Neuss-Grevenbroicher Zeitung Neuss
„Prinzip Eigenverantwortung reicht nicht“
Der Präsident des Lehrerverbands NRW zu Schulfinanzierung, Unterricht für Geflüchtete und Corona.
Herr Bartsch, was brauchen Schulen für die Kinder aus der Ukraine? BARTSCH Vor allem Personal. Diese Situation verschärft den Lehrermangel ja weiter. Alleine für die 180.000 Schülerinnen und Schüler, die bislang aus der Ukraine gekommen sind, bräuchten wir deutschlandweit 10.000 Lehrkräfte mehr. Woher wir die kriegen sollen, weiß ich nicht. Entscheidend ist für mich, dass wir dafür jetzt nicht von Qualitätsstandards abrücken: Wir brauchen auch bei Quereinsteigern eine gute Nachqualifizierung, wir müssen die standardisierte Lehrerausbildung beibehalten. Auch, wenn es dann wieder etwas dauert, bis die Leute im System sind. Alles andere wäre ein fatales Zeichen für den Lehrerberuf. Es brächte eine ZweiKlassen-Gesellschaft in die Schulen und Qualitätseinbußen für den Unterricht. Und es besteht die große Gefahr, dass man sich auf einen niedrigeren Standard einpendelt.

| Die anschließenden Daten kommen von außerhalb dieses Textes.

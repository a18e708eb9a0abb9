//! Heading feed: compass smoothing and swipe steering

use tokio::sync::watch;

/// EWMA factor applied to raw azimuth readings
pub const HEADING_SMOOTHING_ALPHA: f32 = 0.12;
/// Drags shorter than this on both axes are ignored
pub const SWIPE_THRESHOLD_PX: f32 = 48.0;

/// Wrap any angle into [0, 360)
pub fn normalize_degrees(degrees: f32) -> f32 {
    let wrapped = degrees.rem_euclid(360.0);
    // rem_euclid can round up to exactly 360.0 for tiny negative inputs
    if wrapped >= 360.0 {
        0.0
    } else {
        wrapped
    }
}

/// Smooths azimuth readings along the shortest arc
#[derive(Debug, Clone)]
pub struct HeadingSmoother {
    alpha: f32,
    smoothed: Option<f32>,
}

impl HeadingSmoother {
    pub fn new(alpha: f32) -> Self {
        Self {
            alpha: alpha.clamp(0.0, 1.0),
            smoothed: None,
        }
    }

    /// Feed one azimuth reading, returns the smoothed heading
    pub fn update(&mut self, azimuth_degrees: f32) -> Option<f32> {
        if !azimuth_degrees.is_finite() {
            return self.smoothed;
        }

        let azimuth = normalize_degrees(azimuth_degrees);
        let next = match self.smoothed {
            None => azimuth,
            Some(prev) => {
                // Signed shortest difference in (-180, 180]
                let mut diff = azimuth - prev;
                if diff > 180.0 {
                    diff -= 360.0;
                } else if diff <= -180.0 {
                    diff += 360.0;
                }
                normalize_degrees(prev + self.alpha * diff)
            }
        };

        self.smoothed = Some(next);
        Some(next)
    }

    pub fn current(&self) -> Option<f32> {
        self.smoothed
    }
}

impl Default for HeadingSmoother {
    fn default() -> Self {
        Self::new(HEADING_SMOOTHING_ALPHA)
    }
}

/// Pushes smoothed headings to the tick scheduler
#[derive(Debug)]
pub struct HeadingPublisher {
    smoother: HeadingSmoother,
    tx: watch::Sender<f32>,
}

impl HeadingPublisher {
    /// Feed a raw compass reading
    pub fn publish_azimuth(&mut self, azimuth_degrees: f32) {
        if let Some(heading) = self.smoother.update(azimuth_degrees) {
            let _ = self.tx.send(heading);
        }
    }

    /// Subscribe another reader to the heading feed
    pub fn subscribe(&self) -> watch::Receiver<f32> {
        self.tx.subscribe()
    }
}

/// Create a heading feed starting at 0°
pub fn heading_channel() -> (HeadingPublisher, watch::Receiver<f32>) {
    let (tx, rx) = watch::channel(0.0);
    let publisher = HeadingPublisher {
        smoother: HeadingSmoother::default(),
        tx,
    };
    (publisher, rx)
}

/// Map a finished drag to one of four headings (screen coordinates, y down)
pub fn swipe_heading(total_dx: f32, total_dy: f32) -> Option<f32> {
    let abs_dx = total_dx.abs();
    let abs_dy = total_dy.abs();
    if !(total_dx.is_finite() && total_dy.is_finite())
        || (abs_dx < SWIPE_THRESHOLD_PX && abs_dy < SWIPE_THRESHOLD_PX)
    {
        return None;
    }

    let heading = if abs_dx > abs_dy {
        if total_dx > 0.0 {
            0.0
        } else {
            180.0
        }
    } else if total_dy > 0.0 {
        90.0
    } else {
        270.0
    };
    Some(heading)
}

#[cfg(test)]
mod tests {
    use super::*;

    #[test]
    fn first_reading_seeds_smoother() {
        let mut smoother = HeadingSmoother::default();
        assert_eq!(smoother.update(-90.0), Some(270.0));
    }

    #[test]
    fn smoothing_takes_the_short_way_round() {
        let mut smoother = HeadingSmoother::default();
        smoother.update(350.0);
        let next = smoother.update(10.0).unwrap();
        // 12% of a +20° turn, wrapping through north
        assert!((next - 352.4).abs() < 1e-3, "got {next}");
    }

    #[test]
    fn non_finite_readings_are_ignored() {
        let mut smoother = HeadingSmoother::default();
        smoother.update(45.0);
        assert_eq!(smoother.update(f32::NAN), Some(45.0));
    }

    #[test]
    fn swipes_pick_dominant_axis() {
        assert_eq!(swipe_heading(100.0, 10.0), Some(0.0));
        assert_eq!(swipe_heading(-100.0, 10.0), Some(180.0));
        assert_eq!(swipe_heading(5.0, 60.0), Some(90.0));
        assert_eq!(swipe_heading(5.0, -60.0), Some(270.0));
        assert_eq!(swipe_heading(20.0, -30.0), None);
    }

    #[test]
    fn publisher_feeds_latest_value() {
        let (mut publisher, rx) = heading_channel();
        assert_eq!(*rx.borrow(), 0.0);
        publisher.publish_azimuth(90.0);
        assert_eq!(*rx.borrow(), 90.0);
    }
}
//! Multi-channel step fusion
//!
//! Turns interleaved step-pulse, acceleration, and gyroscope samples into a
//! debounced stream of step events. The step-pulse channel is trusted as-is
//! and only goes through timing checks. Acceleration channels run an adaptive
//! threshold (EWMA of the smoothed-magnitude delta plus 2.2 times its absolute
//! deviation) gated by a peak debounce, the cadence-aware minimum interval, a
//! gyro shake veto, and a two-sample run length. Gyroscope samples only feed
//! the shake veto.
//!
//! All paths share one step clock, so a pulse and an acceleration peak for the
//! same footfall cannot both be emitted.

use tracing::{debug, trace};

use super::{Sample, SensorChannel, StepEvent, StepSource};
use crate::util::time::millis_to_nanos;

/// Low-pass factor for acceleration magnitude
pub const SMOOTHING_ALPHA: f32 = 0.25;
/// Factor for the delta and deviation EWMAs
pub const EWMA_ALPHA: f32 = 0.20;
/// Factor for the inter-step interval EWMA
pub const INTERVAL_ALPHA: f64 = 0.20;
/// Deviation multiplier of the dynamic threshold
pub const DEVIATION_GAIN: f32 = 2.2;
pub const THRESHOLD_FLOOR: f32 = 0.5;
pub const THRESHOLD_CAP: f32 = 2.8;
/// Angular velocity (rad/s) above which motion is treated as shake
pub const SHAKE_THRESHOLD: f32 = 4.0;
pub const PEAK_DEBOUNCE_NS: u64 = millis_to_nanos(180);
/// Absolute floor of the minimum inter-step interval
pub const MIN_STEP_INTERVAL_NS: u64 = millis_to_nanos(220);
pub const INITIAL_INTERVAL_NS: u64 = millis_to_nanos(600);
/// Fraction of the cadence interval a new step must wait
pub const CADENCE_FRACTION: f64 = 0.45;
/// Consecutive qualifying samples needed before a motion step is emitted
pub const MIN_RUN_LENGTH: u32 = 2;
/// Gaps longer than this are treated as a pause, not a slow cadence
pub const MAX_CADENCE_GAP_NS: u64 = millis_to_nanos(2_000);
/// Raw accelerometer is ignored while linear acceleration is this fresh
pub const LINEAR_ACCEL_FRESHNESS_NS: u64 = millis_to_nanos(1_000);

/// Debounce clock shared by every detection path
#[derive(Debug, Clone)]
struct StepClock {
    last_step_ns: Option<u64>,
    ewma_interval_ns: f64,
}

impl StepClock {
    fn new() -> Self {
        Self {
            last_step_ns: None,
            ewma_interval_ns: INITIAL_INTERVAL_NS as f64,
        }
    }

    fn min_interval_ns(&self) -> u64 {
        MIN_STEP_INTERVAL_NS.max((self.ewma_interval_ns * CADENCE_FRACTION) as u64)
    }

    fn ready(&self, now: u64) -> bool {
        match self.last_step_ns {
            None => true,
            Some(last) => now.saturating_sub(last) > self.min_interval_ns(),
        }
    }

    fn accept(&mut self, now: u64) {
        if let Some(last) = self.last_step_ns {
            let observed = now.saturating_sub(last).min(MAX_CADENCE_GAP_NS) as f64;
            self.ewma_interval_ns += INTERVAL_ALPHA * (observed - self.ewma_interval_ns);
        }
        self.last_step_ns = Some(now);
    }
}

/// Adaptive-threshold state for one acceleration channel
#[derive(Debug, Clone, Default)]
struct MotionState {
    primed: bool,
    smoothed_magnitude: f32,
    previous_magnitude: f32,
    ewma_delta: f32,
    ewma_abs_dev: f32,
    consecutive_valid: u32,
    last_threshold: f32,
}

impl MotionState {
    /// Feed one magnitude, returning `(delta, dynamic_threshold)` once primed
    fn update(&mut self, magnitude: f32) -> Option<(f32, f32)> {
        if !self.primed {
            self.primed = true;
            self.smoothed_magnitude = magnitude;
            self.previous_magnitude = magnitude;
            return None;
        }

        self.smoothed_magnitude += SMOOTHING_ALPHA * (magnitude - self.smoothed_magnitude);
        let delta = (self.smoothed_magnitude - self.previous_magnitude).abs();
        self.previous_magnitude = self.smoothed_magnitude;

        self.ewma_delta += EWMA_ALPHA * (delta - self.ewma_delta);
        let abs_dev = (delta - self.ewma_delta).abs();
        self.ewma_abs_dev += EWMA_ALPHA * (abs_dev - self.ewma_abs_dev);

        let threshold = (self.ewma_delta + DEVIATION_GAIN * self.ewma_abs_dev)
            .clamp(THRESHOLD_FLOOR, THRESHOLD_CAP);
        self.last_threshold = threshold;

        Some((delta, threshold))
    }
}

/// How a channel contributes to detection
#[derive(Debug, Clone, Copy, PartialEq, Eq)]
enum DetectionPath {
    Pulse,
    Motion { fallback: bool },
    ShakeVeto,
}

impl From<SensorChannel> for DetectionPath {
    fn from(channel: SensorChannel) -> Self {
        match channel {
            SensorChannel::StepPulse => DetectionPath::Pulse,
            SensorChannel::LinearAccel => DetectionPath::Motion { fallback: false },
            SensorChannel::Accel => DetectionPath::Motion { fallback: true },
            SensorChannel::Gyro => DetectionPath::ShakeVeto,
        }
    }
}

/// Per-session step detector. One instance per session, never reset in place.
#[derive(Debug, Clone)]
pub struct StepFusionDetector {
    clock: StepClock,
    last_peak_ns: Option<u64>,
    linear: MotionState,
    raw: MotionState,
    last_linear_ns: Option<u64>,
    last_gyro_magnitude: f32,
    steps_emitted: u64,
}

impl StepFusionDetector {
    pub fn new() -> Self {
        Self {
            clock: StepClock::new(),
            last_peak_ns: None,
            linear: MotionState::default(),
            raw: MotionState::default(),
            last_linear_ns: None,
            last_gyro_magnitude: 0.0,
            steps_emitted: 0,
        }
    }

    /// Process one sample in arrival order. Invalid samples are dropped.
    pub fn process(&mut self, sample: &Sample) -> Option<StepEvent> {
        if !sample.is_valid() {
            trace!(channel = ?sample.channel, "Dropping invalid sample");
            return None;
        }

        let now = sample.timestamp_ns;
        let event = match DetectionPath::from(sample.channel) {
            DetectionPath::Pulse => self.process_pulse(now),
            DetectionPath::Motion { fallback } => self.process_motion(sample, fallback),
            DetectionPath::ShakeVeto => {
                self.last_gyro_magnitude = sample.magnitude();
                None
            }
        };

        if let Some(step) = event {
            self.steps_emitted += 1;
            debug!(
                source = ?step.source,
                timestamp_ns = step.timestamp_ns,
                interval_ns = self.cadence_interval_ns(),
                "Step detected"
            );
        }

        event
    }

    /// Process a batch of samples and return all detected steps
    pub fn process_batch(&mut self, samples: &[Sample]) -> Vec<StepEvent> {
        samples.iter().filter_map(|s| self.process(s)).collect()
    }

    fn process_pulse(&mut self, now: u64) -> Option<StepEvent> {
        if !self.clock.ready(now) {
            return None;
        }
        self.clock.accept(now);
        Some(StepEvent {
            source: StepSource::Pulse,
            timestamp_ns: now,
        })
    }

    fn process_motion(&mut self, sample: &Sample, fallback: bool) -> Option<StepEvent> {
        let now = sample.timestamp_ns;

        if fallback {
            let linear_fresh = self
                .last_linear_ns
                .is_some_and(|t| now.saturating_sub(t) < LINEAR_ACCEL_FRESHNESS_NS);
            if linear_fresh {
                return None;
            }
        } else {
            self.last_linear_ns = Some(now);
        }

        let peak_ready = self
            .last_peak_ns
            .map_or(true, |t| now.saturating_sub(t) > PEAK_DEBOUNCE_NS);
        let clock_ready = self.clock.ready(now);
        let steady = self.last_gyro_magnitude < SHAKE_THRESHOLD;

        let state = if fallback { &mut self.raw } else { &mut self.linear };
        let (delta, threshold) = state.update(sample.magnitude())?;

        let candidate = delta > threshold && peak_ready && clock_ready && steady;
        if !candidate {
            state.consecutive_valid = state.consecutive_valid.saturating_sub(1);
            return None;
        }

        state.consecutive_valid += 1;
        if state.consecutive_valid < MIN_RUN_LENGTH {
            return None;
        }

        state.consecutive_valid = 0;
        self.last_peak_ns = Some(now);
        self.clock.accept(now);
        Some(StepEvent {
            source: StepSource::Motion,
            timestamp_ns: now,
        })
    }

    /// Current EWMA of the inter-step interval
    pub fn cadence_interval_ns(&self) -> u64 {
        self.clock.ewma_interval_ns as u64
    }

    /// Minimum gap the next step must respect
    pub fn min_interval_ns(&self) -> u64 {
        self.clock.min_interval_ns()
    }

    /// Most recent dynamic threshold of the active acceleration channel
    pub fn dynamic_threshold(&self) -> f32 {
        if self.linear.primed {
            self.linear.last_threshold
        } else {
            self.raw.last_threshold
        }
    }

    pub fn steps_emitted(&self) -> u64 {
        self.steps_emitted
    }
}

impl Default for StepFusionDetector {
    fn default() -> Self {
        Self::new()
    }
}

Sie fordern auch eine neue Schulfinanzierung.
BARTSCH Wir brauchen ein komplett neues Finanzierungsmodell für Schulgebäude und Ausstattung. Mit einer stärkeren Beteiligung des Bundes und einem neuen Konzept dafür, was die Kommunen leisten müssen. Das ist die Voraussetzung dafür, dass wir Schulen und Ausstattung auf einen vernünftigen Stand bringen. Es würde übrigens auch den Beruf attraktiver machen, wenn man in Räumlichkeiten unterrichten kann, in denen die Fenster in Ordnung sind und das Klima vernünftig ist. Es gibt einen riesigen Sanierungsstau. Und schon bei der Digitalisierung haben wir erlebt, dass der Ausbau extrem stockte. Unter anderem, weil den Städten die Fördermöglichkeiten zu kompliziert waren.
Bei der Digitalisierung gibt es große Unterschiede. Braucht es verpflichtende Schulungen für Lehrkräfte? BARTSCH Davon halte ich sehr viel. Die Lehrer müssen fortgebildet werden. Wobei es nicht um die Technik geht, sondern darum, wie man mit den neuen Geräten neue Methoden einführt, Unterricht neu konzipiert. Wie können Schüler mit den Geräten
selbstständig arbeiten, wie kann ich eine Stunde spannender und moderner gestalten als über die Tafel? Lehrer brauchen Schulungen, um das zu verinnerlichen.
Wie macht sich das Schul-IT-System Logineo?
BARTSCH Das Schulministerium ist sehr damit beschäftigt, das Ding zu optimieren. Ob das gelingt, weiß ich nicht. Oder ob man sagt: Wir verabschieden uns davon und lassen uns auf ein neues Modell ein.
Wie sehen die Schulen die derzeitigen Corona-Regeln?
BARTSCH Ich halte sehr viel davon, dass wir alles dafür tun, dass Präsenzunterricht stattfindet und es keine Schulschließungen gibt. Das klappt aber nicht ohne Prävention, und das fehlt mir in der ganzen Diskussion. Das Prinzip Eigenverantwortung reicht nicht, dafür ist die Situation zu ernst. Es werden sich vielleicht regionale Hotspots entwickeln. Mit den Entscheidungen, die dann getroffen werden müssen, darf man Schulleiter nicht alleine lassen. Die Gesundheitsämter müssen nach klaren Kriterien Maskenpflichten und Tests in den Schulen anordnen können. Wenn es zum Worst Case kommt und das halbe Kollegium krank ist, dann findet Schule nicht mehr statt. Und wenn wir die Vorsorge vernachlässigen, ist die Gefahr groß, dass so was auch passiert.